In the early decades of the 20th century, the medical profession felt that oral sepsis (focal infection) was responsible for 'various diseases .... which have been found to result from the action of micro-organisms which have collected in the mouth'. It was suggested that oral sepsis was not only a consequence of oral conditions, such as 'pyorrhea alveolaris', but also a result of dental procedures themselves ('foul septic toothplate stomatitis'). Whilst admiring the technical skills of dental surgeons, one physician felt that no one, rich or poor, was free from the surgical malpractice of building 'mausoleums of gold over a mass of sepsis'. However, others felt that poverty and a consequent inability to afford dental treatment was largely responsible for these infections. The sole treatment suggested by physicians for these conditions was a full dental clearance.

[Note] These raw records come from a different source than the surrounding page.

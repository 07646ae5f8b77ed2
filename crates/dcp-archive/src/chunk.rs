//! Chunked storage for message bodies larger than the inline limit.
//!
//! The first `inline_capacity` bytes of a body live in the message row. The
//! remainder is split into chunks of at most `chunk_size` bytes keyed by
//! `(record_id, block_num)` with `block_num` starting at 0. The row and its
//! chunks are written in one store batch, so a reader never sees the row
//! without the chunks written alongside it.

use crate::config::ArchiveConfig;
use crate::error::Result;
use crate::message::{DcpMessage, RecordId};
use crate::store::{require_record_id, MessageChunk, PartitionStore, WriteOp};

/// A reassembled message body.
#[derive(Debug, Clone, PartialEq, Eq)]
pub enum Body {
    /// Every byte up to the message length is present.
    Complete(Vec<u8>),
    /// Fewer bytes are stored than the message length implies.
    Partial {
        /// Bytes available, in order.
        bytes: Vec<u8>,
        /// Authoritative message length.
        expected: usize,
    },
}

impl Body {
    /// True if the body is complete.
    pub fn is_complete(&self) -> bool {
        matches!(self, Self::Complete(_))
    }

    /// Bytes available.
    pub fn bytes(&self) -> &[u8] {
        match self {
            Self::Complete(bytes) | Self::Partial { bytes, .. } => bytes,
        }
    }

    /// Consumes the body, returning the bytes available.
    pub fn into_bytes(self) -> Vec<u8> {
        match self {
            Self::Complete(bytes) | Self::Partial { bytes, .. } => bytes,
        }
    }

    /// Bytes zero-padded to the message length.
    pub fn padded(&self) -> Vec<u8> {
        match self {
            Self::Complete(bytes) => bytes.clone(),
            Self::Partial { bytes, expected } => {
                let mut out = bytes.clone();
                out.resize(*expected, 0);
                out
            }
        }
    }
}

/// Splits and reassembles message bodies.
#[derive(Debug, Clone, Copy, PartialEq, Eq)]
pub struct ChunkedBodyStore {
    inline_capacity: usize,
    chunk_size: usize,
}

impl ChunkedBodyStore {
    /// Creates a body store. A zero chunk size is treated as 1.
    pub fn new(inline_capacity: usize, chunk_size: usize) -> Self {
        Self {
            inline_capacity,
            chunk_size: chunk_size.max(1),
        }
    }

    /// Creates a body store using the archive's limits.
    pub fn from_config(config: &ArchiveConfig) -> Self {
        Self::new(config.inline_body_limit, config.chunk_size)
    }

    /// Splits `body` into inline bytes and chunks.
    pub fn split(&self, record_id: RecordId, body: &[u8]) -> (Vec<u8>, Vec<MessageChunk>) {
        let inline_len = body.len().min(self.inline_capacity);
        let inline = body[..inline_len].to_vec();
        let chunks = body[inline_len..]
            .chunks(self.chunk_size)
            .enumerate()
            .map(|(block_num, payload)| MessageChunk {
                record_id,
                block_num: block_num as u32,
                payload: payload.to_vec(),
            })
            .collect();
        (inline, chunks)
    }

    /// Writes `msg` and its overflow chunks as one batch.
    ///
    /// With `update`, the row is replaced and any previous chunks are deleted
    /// first. The body is capped at `msg.msg_length`.
    pub fn store<S: PartitionStore + ?Sized>(
        &self,
        store: &S,
        partition: &str,
        msg: &DcpMessage,
        update: bool,
    ) -> Result<()> {
        let record_id = require_record_id(msg)?;
        let body_len = msg.data.len().min(msg.msg_length);
        let (inline, chunks) = self.split(record_id, &msg.data[..body_len]);

        let mut row = msg.clone();
        row.data = inline;

        let mut ops = Vec::with_capacity(chunks.len() + 2);
        if update {
            ops.push(WriteOp::DeleteChunks(record_id));
        }
        ops.extend(chunks.into_iter().map(WriteOp::PutChunk));
        ops.push(if update {
            WriteOp::Update(row)
        } else {
            WriteOp::Insert(row)
        });
        store.apply(partition, ops)
    }

    /// Reassembles the body of a stored row.
    ///
    /// Chunks are appended in block order up to the first gap. The result is
    /// truncated to `row.msg_length`; a shorter result is [`Body::Partial`].
    pub fn reconstruct<S: PartitionStore + ?Sized>(
        &self,
        store: &S,
        partition: &str,
        row: &DcpMessage,
    ) -> Result<Body> {
        let mut bytes = row.data.clone();
        if bytes.len() < row.msg_length {
            let record_id = require_record_id(row)?;
            let chunks = store.query_chunks(partition, record_id)?;
            for (expected, chunk) in chunks.into_iter().enumerate() {
                if chunk.block_num as usize != expected || bytes.len() >= row.msg_length {
                    break;
                }
                bytes.extend_from_slice(&chunk.payload);
            }
        }
        bytes.truncate(row.msg_length);

        if bytes.len() == row.msg_length {
            Ok(Body::Complete(bytes))
        } else {
            Ok(Body::Partial {
                bytes,
                expected: row.msg_length,
            })
        }
    }
}
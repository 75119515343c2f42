//! Host-scoped broadcast bus between cooperating processes
//!
//! Delivery is per-sender FIFO with no ordering across senders, and a
//! subscriber never sees envelopes it published itself.

pub mod memory;
pub mod redis_pubsub;

use async_trait::async_trait;
use tokio::sync::mpsc;

use pushshare_core::models::{Envelope, ProcessId};

use crate::error::Result;

pub use memory::MemoryBus;
pub use redis_pubsub::RedisBus;

/// Receiving half of a bus subscription
pub type BusReceiver = mpsc::UnboundedReceiver<Envelope>;

#[cfg_attr(test, mockall::automock)]
#[async_trait]
pub trait LocalBus: Send + Sync {
    /// Broadcast an envelope to every other subscriber
    async fn publish(&self, envelope: Envelope) -> Result<()>;

    /// Subscribe on behalf of `me`; envelopes sent by `me` are filtered out
    async fn subscribe(&self, me: ProcessId) -> Result<BusReceiver>;
}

Dentists, however, began to think that there was a lack of evidence for both the assumption of the connection between oral infection and systemic disease and the relevance of the drastic treatment prescribed. They cited insufficient payments to carry out treatment, stating that they 'cannot get paid for the time needed to remove pulps properly and to seal root canals aseptically', and a lack of co-operation and understanding between the medical and dental professions, as possible causes of the problem. By 1938, focal infection was being described as an example of 'a medical theory ..... which is in danger of being converted ..... into the status of accepted fact'. At the same time in the USA, study clubs and learned societies with an interest in endodontics began to meet, indicating the real interest of the dental profession in the preservation and restoration of teeth, rather than their wholesale extraction.

Between 1947 and 1989, 82 papers were published, addressing possible links between oral and systemic disease. Since 1989, however, there have been more than 1,200 such publications. These indicate that there are associations between oral disease and conditions such as coronary heart disease, stroke, pneumonia, diabetes, liver disease, rheumatoid arthritis and infant low birth weight. Whilst these links are not established as causal, the relationship between the mouth and the rest of the human body is being made yet again but this time on a scientific basis, showing that the dental profession does have a role to play in the health of the patient as a whole. Whether science can similarly establish links between oral disease and poverty, payment systems and a lack of inter-professional co-operation was beyond the scope of this paper.